The giant section stood about nine stories tall, so crews cut it into two pieces to make it more manageable. On Monday, workers in a cherry picker used a propane torch to slice a piece of the truss, creating a shower of orange sparks.
Later, a backhoe with a crablike claw attachment snipped and pulled at the section of the bridge. At one point, a section of trusses toppled over with a pull from the backhoe. Tons of twisting steel groaned and then hit the ground with a resounding boom, which echoed across Sparrows Point and sent up a cloud of dust.
Nearby, backhoes scooped up sections of the bridge’s roadbed into a pile that had jagged pieces of rebar hanging off it. The rubble is being broken up into chunks small enough to be hauled off by dump trucks. Officials said local companies are helping recycle what they can.

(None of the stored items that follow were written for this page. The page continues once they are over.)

//! Category entity model and DTOs.

use georecord_core::types::{DbId, Timestamp};
use serde::{Deserialize, Serialize};
use sqlx::FromRow;

/// A full row from the `categories` table.
#[derive(Debug, Clone, PartialEq, FromRow, Serialize)]
pub struct Category {
    pub id: DbId,
    pub name: String,
    pub description: Option<String>,
    pub comment: Option<String>,
    pub external_id: Option<i32>,
    pub table_name: Option<String>,
    pub geometry_type: Option<String>,
    pub inactivated: bool,
    pub inactivated_time: Option<Timestamp>,
    pub inactivated_by: Option<DbId>,
    pub inactivated_reason: Option<String>,
    pub managed_by: Option<DbId>,
    pub icon_path: Option<String>,
    pub more_data_schema: Option<serde_json::Value>,
    pub created_at: Timestamp,
    pub created_by: DbId,
    pub last_modified_at: Option<Timestamp>,
    pub last_modified_by: Option<DbId>,
    pub deleted: bool,
    pub deleted_at: Option<Timestamp>,
    pub deleted_by: Option<DbId>,
}

/// List-view projection of a category.
#[derive(Debug, Clone, PartialEq, FromRow, Serialize)]
pub struct CategorySummary {
    pub id: DbId,
    pub name: String,
    pub description: Option<String>,
    pub external_id: Option<i32>,
    pub table_name: Option<String>,
    pub geometry_type: Option<String>,
    pub inactivated: bool,
    pub managed_by: Option<DbId>,
    pub icon_path: Option<String>,
    pub created_by: DbId,
    pub created_at: Timestamp,
}

/// Client-writable fields of a category. The `inactivated*` fields are
/// ignored on Create.
#[derive(Debug, Clone, Default, Deserialize)]
pub struct CategoryInput {
    pub name: String,
    pub description: Option<String>,
    pub comment: Option<String>,
    pub external_id: Option<i32>,
    pub table_name: Option<String>,
    pub geometry_type: Option<String>,
    #[serde(default)]
    pub inactivated: bool,
    pub inactivated_time: Option<Timestamp>,
    pub inactivated_by: Option<DbId>,
    pub inactivated_reason: Option<String>,
    pub managed_by: Option<DbId>,
    pub icon_path: Option<String>,
    pub more_data_schema: Option<serde_json::Value>,
}

impl Category {
    pub fn summary(&self) -> CategorySummary {
        CategorySummary {
            id: self.id,
            name: self.name.clone(),
            description: self.description.clone(),
            external_id: self.external_id,
            table_name: self.table_name.clone(),
            geometry_type: self.geometry_type.clone(),
            inactivated: self.inactivated,
            managed_by: self.managed_by,
            icon_path: self.icon_path.clone(),
            created_by: self.created_by,
            created_at: self.created_at,
        }
    }
}
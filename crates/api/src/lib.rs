//! georecord API server library.
//!
//! Exposes config, state, error handling and routes so integration tests
//! and the binary entrypoint build the same application.

pub mod auth;
pub mod config;
pub mod error;
pub mod handlers;
pub mod middleware;
pub mod query;
pub mod router;
pub mod routes;
pub mod state;
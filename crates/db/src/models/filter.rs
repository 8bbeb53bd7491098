//! Optional filter grammars for list-shaped queries.
//!
//! Every field is optional. `None` means "no filter on this column"; a
//! present value, including `0` or `false`, is always a real filter.

use georecord_core::types::DbId;

/// Filters accepted by record List, Search, Count and GeoJSON.
#[derive(Debug, Clone, Default, PartialEq, Eq)]
pub struct RecordFilter {
    pub type_id: Option<DbId>,
    pub created_by: Option<DbId>,
    pub inactivated: Option<bool>,
    pub validated: Option<bool>,
    /// French full-text keywords. Ignored by List and GeoJSON.
    pub keywords: Option<String>,
}

/// Filters accepted by category List and Count.
#[derive(Debug, Clone, Default, PartialEq, Eq)]
pub struct CategoryFilter {
    pub keywords: Option<String>,
    pub created_by: Option<DbId>,
    pub external_id: Option<i32>,
    pub inactivated: Option<bool>,
}

impl RecordFilter {
    /// The same filter with the keyword predicate removed.
    pub fn without_keywords(&self) -> Self {
        Self {
            keywords: None,
            ..self.clone()
        }
    }
}
use crate::validation::FieldError;

/// Failure kinds shared by every entity operation.
///
/// Each variant maps to exactly one transport status and error code.
#[derive(Debug, thiserror::Error)]
pub enum CoreError {
    #[error("{entity} with id {id} not found")]
    NotFound { entity: &'static str, id: String },

    #[error("{entity} with id {id} already exists")]
    AlreadyExists { entity: &'static str, id: String },

    #[error("Validation failed: {0}")]
    Validation(String),

    #[error("Category {0} does not exist")]
    CategoryNotFound(crate::types::DbId),

    /// The caller does not own the targeted row.
    #[error("Forbidden: {0}")]
    Forbidden(String),

    #[error("Administrator privileges required to {0}")]
    AdminRequired(String),

    /// Missing or invalid credentials.
    #[error("Unauthorized: {0}")]
    Unauthorized(String),

    #[error("Operation cancelled")]
    Cancelled,

    #[error("Internal error: {0}")]
    Internal(String),
}

impl CoreError {
    pub fn not_found(entity: &'static str, id: impl ToString) -> Self {
        Self::NotFound {
            entity,
            id: id.to_string(),
        }
    }

    pub fn already_exists(entity: &'static str, id: impl ToString) -> Self {
        Self::AlreadyExists {
            entity,
            id: id.to_string(),
        }
    }
}

impl From<FieldError> for CoreError {
    fn from(err: FieldError) -> Self {
        Self::Validation(err.to_string())
    }
}
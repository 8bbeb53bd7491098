//! Route definitions for the `/records` resource.

use axum::routing::get;
use axum::Router;

use crate::handlers::record;
use crate::state::AppState;

/// Routes mounted at `/records`.
///
/// ```text
/// GET    /                                  -> list
/// POST   /                                  -> create
/// GET    /search                            -> search
/// GET    /count                             -> count
/// GET    /geojson                           -> geojson
/// GET    /by-external-id/{external_id}      -> list_by_external_id
/// GET    /{id}                              -> get_by_id
/// PUT    /{id}                              -> update
/// DELETE /{id}                              -> delete
/// ```
pub fn router() -> Router<AppState> {
    Router::new()
        .route("/", get(record::list).post(record::create))
        .route("/search", get(record::search))
        .route("/count", get(record::count))
        .route("/geojson", get(record::geojson))
        .route(
            "/by-external-id/{external_id}",
            get(record::list_by_external_id),
        )
        .route(
            "/{id}",
            get(record::get_by_id)
                .put(record::update)
                .delete(record::delete),
        )
}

Officials said they remain on a timetable laid out in recent weeks to clear a temporary 35-foot deep channel in the coming weeks to allow more shipping into the Port of Baltimore. They hope to open the full channel by the end of May.
The FBI has opened a criminal probe into the disaster.
“There’s a lot of pressure on us,” Bianchi said. “It’s affecting our economy. We’ve got to get this waterway open.”